Unaided, and unequal to the trial

The plight of those who struggle to represent themselves in court for want of legal aid has been highlighted in an article by Louise Tickle in The Guardian. “I have panic attacks when I see my ex”: fighting for custody after legal aid cuts

She looks at a number of cases in which parents who have split up, sometime amidst allegations of violent abuse, are now engaged in legal battles over the fate of their children. What are traditionally referred to as “custody battles” but should in the more neutral parlance of today’s legal terminology be described as disputes over the care and residence of children.
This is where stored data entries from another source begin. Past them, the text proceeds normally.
//! # login-governor-api
//!
//! Shared API types for the login-governor service.
//! This crate is designed to be WASM-compatible and can be used in both
//! backend (Rust) and frontend (WASM/TypeScript via wasm-bindgen) applications.
//!
//! ## Features
//!
//! - Request DTOs (`LoginRequest`)
//! - Response DTOs (`LoginResponse`, `UserResponse`, `LockoutInfo`)
//! - Error response format (`ErrorResponse`)
//! - Generic response wrapper (`AppResponse`)
//! - Account partitioning (`UserType`)
//!
//! ## Example
//!
//! ```rust
//! use login_governor_api::LoginRequest;
//!
//! let request: LoginRequest = serde_json::from_str(
//!     r#"{"member_id":"M-0042","password":"secret"}"#,
//! ).unwrap();
//! assert_eq!(request.member_id.as_deref(), Some("M-0042"));
//! assert!(request.email.is_none());
//! ```

pub mod error;
pub mod requests;
pub mod responses;
pub mod result;
pub mod user_type;

// Re-exports for convenient access
pub use error::ErrorResponse;
pub use requests::*;
pub use responses::*;
pub use result::{AppResponse, StatusCode};
pub use user_type::UserType;
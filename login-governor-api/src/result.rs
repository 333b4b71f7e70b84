use serde::{Deserialize, Serialize};

/// HTTP status codes used by login-governor responses.
/// WASM-compatible, no dependency on `axum::http::StatusCode`.
#[derive(Debug, Clone, Copy, PartialEq, Eq, Serialize, Deserialize)]
pub enum StatusCode {
    Ok = 200,
    NoContent = 204,
    BadRequest = 400,
    Unauthorized = 401,
    Forbidden = 403,
    UnprocessableEntity = 422,
    TooManyRequests = 429,
    InternalServerError = 500,
    ServiceUnavailable = 503,
}

impl StatusCode {
    pub fn as_u16(self) -> u16 {
        self as u16
    }
}

/// Generic API response wrapper
///
/// The backend wraps this in a type that implements Axum's `IntoResponse`.
///
/// ```rust
/// use login_governor_api::{AppResponse, StatusCode};
///
/// let response = AppResponse::ok("data");
/// assert_eq!(response.status, StatusCode::Ok);
///
/// let empty: AppResponse<()> = AppResponse::no_content();
/// assert!(empty.data.is_none());
/// ```
#[derive(Debug, Clone, Serialize, Deserialize)]
pub struct AppResponse<T> {
    #[serde(skip_serializing_if = "Option::is_none")]
    pub data: Option<T>,
    pub status: StatusCode,
}

impl<T> AppResponse<T> {
    pub fn new(status: StatusCode, data: T) -> Self {
        Self {
            status,
            data: Some(data),
        }
    }

    /// 200 OK with data
    pub fn ok(data: T) -> Self {
        Self::new(StatusCode::Ok, data)
    }
}

impl AppResponse<()> {
    /// 204 No Content
    pub fn no_content() -> Self {
        Self {
            status: StatusCode::NoContent,
            data: None,
        }
    }
}
/// Attempt store errors
#[derive(Debug, Clone, thiserror::Error)]
pub enum StoreError {
    #[error("Store unavailable: {0}")]
    Unavailable(String),
    #[error("Counter overflow for key {0}")]
    Overflow(String),
    #[error("Invalid TTL for key {key}: {ttl_ms}ms")]
    InvalidTtl { key: String, ttl_ms: i64 },
}
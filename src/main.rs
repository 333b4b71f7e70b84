use std::net::SocketAddr;
use std::sync::Arc;

use login_governor::app::{AppState, build_router};
use login_governor::auth::governor::LoginAttemptGovernor;
use login_governor::auth::jwt::JwtManager;
use login_governor::auth::services::AuthService;
use login_governor::clock::{Clock, SystemClock};
use login_governor::config::Config;
use login_governor::store::MemoryStore;
use login_governor::users::{InMemoryUserDirectory, UserDirectory};
use tracing_subscriber::{layer::SubscriberExt, util::SubscriberInitExt};

pub fn setup_logging() {
    let filter = tracing_subscriber::EnvFilter::try_from_default_env().unwrap_or_else(|_| {
        // Si RUST_LOG n'est pas défini, utiliser ces règles par défaut
        tracing_subscriber::EnvFilter::new(
            "info,login_governor=debug,security=info,hyper_util=warn,tower_http=info",
        )
    });

    tracing_subscriber::registry()
        .with(filter)
        .with(tracing_subscriber::fmt::layer())
        .init();
}

fn load_users(config: &Config) -> anyhow::Result<Arc<dyn UserDirectory>> {
    match &config.users_file {
        Some(path) => {
            let directory = InMemoryUserDirectory::from_json_file(path)?;
            if directory.is_empty() {
                tracing::warn!(path = %path.display(), "Users file has no accounts, every login will fail");
            }
            Ok(Arc::new(directory))
        }
        None => {
            tracing::warn!("USERS_FILE not set, every login will fail (DEVELOPMENT ONLY!)");
            Ok(Arc::new(InMemoryUserDirectory::default()))
        }
    }
}

/// Drops expired attempt records on a fixed interval.
fn spawn_purge_task(store: Arc<MemoryStore>, every: std::time::Duration) {
    tokio::spawn(async move {
        let mut ticker = tokio::time::interval(every);
        loop {
            ticker.tick().await;
            store.purge_expired();
        }
    });
}

// ----------------- Main -----------------

#[tokio::main]
async fn main() -> Result<(), lambda_http::Error> {
    setup_logging();
    tracing::info!("Starting login-governor...");

    let config = Config::from_env()?;

    let clock: Arc<dyn Clock> = Arc::new(SystemClock);
    let store = Arc::new(MemoryStore::new(clock.clone()));
    spawn_purge_task(store.clone(), config.store_purge_interval);

    let governor = LoginAttemptGovernor::new(store, clock, config.lockout);
    let jwt_manager = JwtManager::new(&config.jwt_secret, config.jwt_expiration_hours);
    let auth_service = AuthService::new(
        governor,
        load_users(&config)?,
        jwt_manager.clone(),
        config.store_failure_policy,
    );

    let app = build_router(AppState {
        auth_service: Arc::new(auth_service),
        jwt_manager,
        trust_forwarded_for: config.trust_forwarded_for,
    });

    if std::env::var("AWS_LAMBDA_FUNCTION_NAME").is_ok() {
        tracing::info!("Running in Lambda mode");
        lambda_http::run(app).await
    } else {
        tracing::info!("Running in local HTTP server mode");
        let addr = format!("{}:{}", config.server_host, config.server_port);
        let listener = tokio::net::TcpListener::bind(&addr).await?;
        tracing::info!("🚀 Server running at http://{}", addr);
        axum::serve(
            listener,
            app.into_make_service_with_connect_info::<SocketAddr>(),
        )
        .await?;

        Ok(())
    }
}
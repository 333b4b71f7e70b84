//! Login attempt governor for the marketplace login portals.
//!
//! The lockout policy lives in [`auth::governor`]; the rest of the crate is
//! the HTTP service the customer, admin, member and logistic portals call.

pub mod app;
pub mod auth;
pub mod clock;
pub mod config;
pub mod error;
pub mod handlers;
pub mod response;
pub mod store;
pub mod users;

pub use auth::governor::{
    AttemptRecord, FailedAttempt, GovernorError, LockoutPolicy, LoginAttemptGovernor,
};
pub use store::{AttemptStore, MemoryStore, StoreError};
impl LoginAttemptGovernor {
    pub fn new(store: Arc<dyn AttemptStore>, clock: Arc<dyn Clock>, policy: LockoutPolicy) -> Self {
        Self {
            store,
            clock,
            policy,
        }
    }

    pub fn policy(&self) -> &LockoutPolicy {
        &self.policy
    }

    /// Seconds a caller should wait before `locked_until`, per this governor's clock.
    pub fn retry_after_seconds(&self, locked_until: DateTime<Utc>) -> i64 {
        retry_after(locked_until, self.clock.now())
    }

    /// Fails with `LockedOut` while either key is locked.
    pub fn check_login_allowed(
        &self,
        identifier: &str,
        user_type: UserType,
        ip: IpAddr,
    ) -> Result<(), GovernorError> {
        let now = self.clock.now();
        let mut locked_until: Option<DateTime<Utc>> = None;
        for key in Self::keys(identifier, user_type, ip) {
            if let Some(until) = self.active_lock(&key, now)? {
                locked_until = locked_until.max(Some(until));
            }
        }

        match locked_until {
            Some(locked_until) => {
                let retry_after_seconds = retry_after(locked_until, now);
                tracing::warn!(
                    target: "security",
                    identifier = %normalize_identifier(identifier),
                    %user_type,
                    %ip,
                    %locked_until,
                    retry_after_seconds,
                    "Login rejected: locked out"
                );
                Err(GovernorError::LockedOut {
                    locked_until,
                    retry_after_seconds,
                })
            }
            None => Ok(()),
        }
    }

    /// Counts one failure against both keys, engaging a lock on each key
    /// whose count reaches its threshold.
    pub fn record_failed_attempt(
        &self,
        identifier: &str,
        user_type: UserType,
        ip: IpAddr,
    ) -> Result<FailedAttempt, GovernorError> {
        let now = self.clock.now();
        let mut locked_until: Option<DateTime<Utc>> = None;
        let mut attempts_remaining = u32::MAX;

        for key in Self::keys(identifier, user_type, ip) {
            let threshold = self.threshold(key.kind);
            let count = self.store.incr(&key.attempts(), self.policy.window)?;
            if count == 1 {
                self.store
                    .set(&key.first(), now.timestamp_millis(), self.policy.window)?;
            }
            let count = u32::try_from(count).unwrap_or(u32::MAX);

            let lock = match self.active_lock(&key, now)? {
                Some(until) => Some(until),
                None if count >= threshold => Some(self.engage_lock(&key, count, now)?),
                None => None,
            };

            match lock {
                Some(until) => locked_until = locked_until.max(Some(until)),
                None => attempts_remaining = attempts_remaining.min(threshold - count),
            }

            tracing::info!(
                target: "security",
                key = %key.base,
                failure_count = count,
                threshold,
                "Failed login attempt recorded"
            );
        }

        Ok(FailedAttempt {
            is_locked: locked_until.is_some(),
            attempts_remaining: if locked_until.is_some() {
                None
            } else {
                Some(attempts_remaining)
            },
            locked_until,
        })
    }

    /// Deletes both records. Safe to call when nothing is recorded.
    pub fn clear_failed_attempts(
        &self,
        identifier: &str,
        user_type: UserType,
        ip: IpAddr,
    ) -> Result<(), StoreError> {
        for key in Self::keys(identifier, user_type, ip) {
            self.store.delete(&key.attempts())?;
            self.store.delete(&key.first())?;
            self.store.delete(&key.lock())?;
        }
        tracing::debug!(
            target: "security",
            identifier = %normalize_identifier(identifier),
            %user_type,
            %ip,
            "Failed login attempts cleared"
        );
        Ok(())
    }

    pub fn identifier_record(
        &self,
        identifier: &str,
        user_type: UserType,
    ) -> Result<Option<AttemptRecord>, StoreError> {
        let key = RecordKey::new(
            KeyKind::Identifier,
            user_type,
            &normalize_identifier(identifier),
        );
        self.read_record(&key)
    }

    pub fn ip_record(
        &self,
        ip: IpAddr,
        user_type: UserType,
    ) -> Result<Option<AttemptRecord>, StoreError> {
        let key = RecordKey::new(KeyKind::Ip, user_type, &ip.to_string());
        self.read_record(&key)
    }

    fn keys(identifier: &str, user_type: UserType, ip: IpAddr) -> [RecordKey; 2] {
        [
            RecordKey::new(
                KeyKind::Identifier,
                user_type,
                &normalize_identifier(identifier),
            ),
            RecordKey::new(KeyKind::Ip, user_type, &ip.to_string()),
        ]
    }

    fn threshold(&self, kind: KeyKind) -> u32 {
        match kind {
            KeyKind::Identifier => self.policy.max_attempts,
            KeyKind::Ip => self.policy.ip_max_attempts,
        }
    }

    fn active_lock(
        &self,
        key: &RecordKey,
        now: DateTime<Utc>,
    ) -> Result<Option<DateTime<Utc>>, StoreError> {
        Ok(self
            .store
            .get(&key.lock())?
            .and_then(DateTime::from_timestamp_millis)
            .filter(|until| *until > now))
    }

    fn engage_lock(
        &self,
        key: &RecordKey,
        count: u32,
        now: DateTime<Utc>,
    ) -> Result<DateTime<Utc>, StoreError> {
        let ttl = self.policy.lock_duration;
        let until = now + ttl;
        self.store.set(&key.lock(), until.timestamp_millis(), ttl)?;
        // Count and first-failure live exactly as long as the lock.
        // Only the TTL moves: a concurrent incr must keep its increment.
        self.store.expire(&key.attempts(), ttl)?;
        self.store.expire(&key.first(), ttl)?;

        tracing::warn!(
            target: "security",
            key = %key.base,
            failure_count = count,
            %until,
            "Lockout engaged"
        );
        Ok(until)
    }

    fn read_record(&self, key: &RecordKey) -> Result<Option<AttemptRecord>, StoreError> {
        let Some(count) = self.store.get(&key.attempts())? else {
            return Ok(None);
        };
        let now = self.clock.now();
        Ok(Some(AttemptRecord {
            failure_count: u32::try_from(count).unwrap_or(u32::MAX),
            first_failure_at: self
                .store
                .get(&key.first())?
                .and_then(DateTime::from_timestamp_millis),
            locked_until: self.active_lock(key, now)?,
        }))
    }
}

/// Whole seconds until `until`, rounded up, never below one.
fn retry_after(until: DateTime<Utc>, now: DateTime<Utc>) -> i64 {
    let millis = (until - now).num_milliseconds();
    ((millis + 999) / 1000).max(1)
}
use login_governor_api::{UserResponse, UserType};
use serde::Deserialize;
use uuid::Uuid;

/// Account as stored in the users file.
#[derive(Deserialize, Debug, Clone)]
pub struct User {
    pub id: Uuid,
    pub name: String,
    #[serde(default)]
    pub email: Option<String>,
    #[serde(default)]
    pub member_id: Option<String>,
    pub user_type: UserType,
    pub password_hash: String,
    #[serde(default = "active_by_default")]
    pub is_active: bool,
}

fn active_by_default() -> bool {
    true
}

impl From<User> for UserResponse {
    fn from(user: User) -> Self {
        Self {
            id: user.id,
            name: user.name,
            email: user.email,
            member_id: user.member_id,
            user_type: user.user_type,
        }
    }
}
//! Key-value backing for login attempt records.
//!
//! Every write carries a TTL so abandoned records disappear on their own.
//!
//! ```text
//! login:{user_type}:id:{identifier}:attempts  → failure count
//! login:{user_type}:id:{identifier}:first     → first failure (unix ms)
//! login:{user_type}:id:{identifier}:lock      → locked until (unix ms)
//! login:{user_type}:ip:{address}:...          → same, keyed by client IP
//! ```

pub mod error;
pub mod memory;

pub use error::StoreError;
pub use memory::MemoryStore;

use chrono::Duration;

pub trait AttemptStore: Send + Sync {
    /// Current value, `None` if absent or expired.
    fn get(&self, key: &str) -> Result<Option<i64>, StoreError>;

    /// Atomically increments and returns the new value.
    /// `ttl` applies only when the entry is created.
    fn incr(&self, key: &str, ttl: Duration) -> Result<i64, StoreError>;

    /// Overwrites the value and restarts its TTL.
    fn set(&self, key: &str, value: i64, ttl: Duration) -> Result<(), StoreError>;

    /// Restarts the TTL of a live entry without touching its value.
    /// Returns `false` when the key is absent or expired.
    fn expire(&self, key: &str, ttl: Duration) -> Result<bool, StoreError>;

    /// Removes the entry. Missing keys are not an error.
    fn delete(&self, key: &str) -> Result<(), StoreError>;
}
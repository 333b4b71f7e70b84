use std::sync::Mutex;

use chrono::{DateTime, Duration, Utc};

/// Time source injected into the governor and the attempt store.
pub trait Clock: Send + Sync {
    fn now(&self) -> DateTime<Utc>;
}

#[derive(Debug, Default, Clone, Copy)]
pub struct SystemClock;

impl Clock for SystemClock {
    fn now(&self) -> DateTime<Utc> {
        Utc::now()
    }
}

/// Clock that only moves when told to.
#[derive(Debug)]
pub struct ManualClock {
    now: Mutex<DateTime<Utc>>,
}

impl ManualClock {
    pub fn new(start: DateTime<Utc>) -> Self {
        Self {
            now: Mutex::new(start),
        }
    }

    pub fn set(&self, at: DateTime<Utc>) {
        *self.now.lock().unwrap_or_else(std::sync::PoisonError::into_inner) = at;
    }

    pub fn advance(&self, by: Duration) {
        let mut now = self.now.lock().unwrap_or_else(std::sync::PoisonError::into_inner);
        *now += by;
    }
}

impl Clock for ManualClock {
    fn now(&self) -> DateTime<Utc> {
        *self.now.lock().unwrap_or_else(std::sync::PoisonError::into_inner)
    }
}
//
// scope.rs
//
// Modules in lexical scope for a source buffer
//

use std::collections::BTreeSet;
use std::sync::OnceLock;

use regex::Regex;

/// Module opened implicitly in every OCaml source file
pub const DEFAULT_OPEN_MODULE: &str = "Pervasives";

fn open_pattern() -> &'static Regex {
    static PATTERN: OnceLock<Regex> = OnceLock::new();
    PATTERN.get_or_init(|| Regex::new(r"(?:\A|\n) *open +(\w*)").unwrap())
}

/// Collect the modules in scope for a buffer: its implicit module, every
/// module named by an `open` directive, and `default_module`.
///
/// The scan is purely textual. `open` inside comments or string literals is
/// picked up too.
pub fn open_modules_with_default(
    text: &str,
    implicit_module: Option<&str>,
    default_module: &str,
) -> BTreeSet<String> {
    let mut modules = BTreeSet::new();

    if let Some(name) = implicit_module {
        modules.insert(name.to_string());
    }

    for caps in open_pattern().captures_iter(text) {
        let Some(m) = caps.get(1) else { continue };
        let mut name = m.as_str().trim();
        if let Some(stripped) = name.strip_suffix(";;") {
            name = stripped;
        }
        if name.is_empty() {
            continue;
        }
        log::trace!("Found open directive for module {}", name);
        modules.insert(name.to_string());
    }

    modules.insert(default_module.to_string());
    modules
}

/// [`open_modules_with_default`] with [`DEFAULT_OPEN_MODULE`]
pub fn open_modules(text: &str, implicit_module: Option<&str>) -> BTreeSet<String> {
    open_modules_with_default(text, implicit_module, DEFAULT_OPEN_MODULE)
}

/// Implicit module name of a source file: first letter upper-cased, extension
/// stripped. Only `.ml` and `.mli` files have one.
pub fn implicit_module_name(file_name: &str) -> Option<String> {
    let stem = file_name
        .strip_suffix(".ml")
        .or_else(|| file_name.strip_suffix(".mli"))?;
    if stem.is_empty() {
        return None;
    }
    Some(crate::definition::module_name_from_file(file_name))
}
Louise Tickle writes sensitively about the way legal aid cuts have left often vulnerable litigants high and dry, an issue of particular relevance during pro bono week, but not one that pro bono can by itself solve, or even some of the other voluntary initiatives she mentions, such as a local family court information website. The problem is more fundamental than that, as the president of the Law Society, Jonathan Smithers explains:

On rough figures, he says, the government has removed half a billion pounds from civil and criminal legal aid. “You can’t make that up with free legal advice. Lawyers will do a few hours pro bono maybe, but what you won’t get is someone to take on a complicated case. No one would argue for a pro bono dentist or doctor: if you want proper professional legal advice, there’s a cost.”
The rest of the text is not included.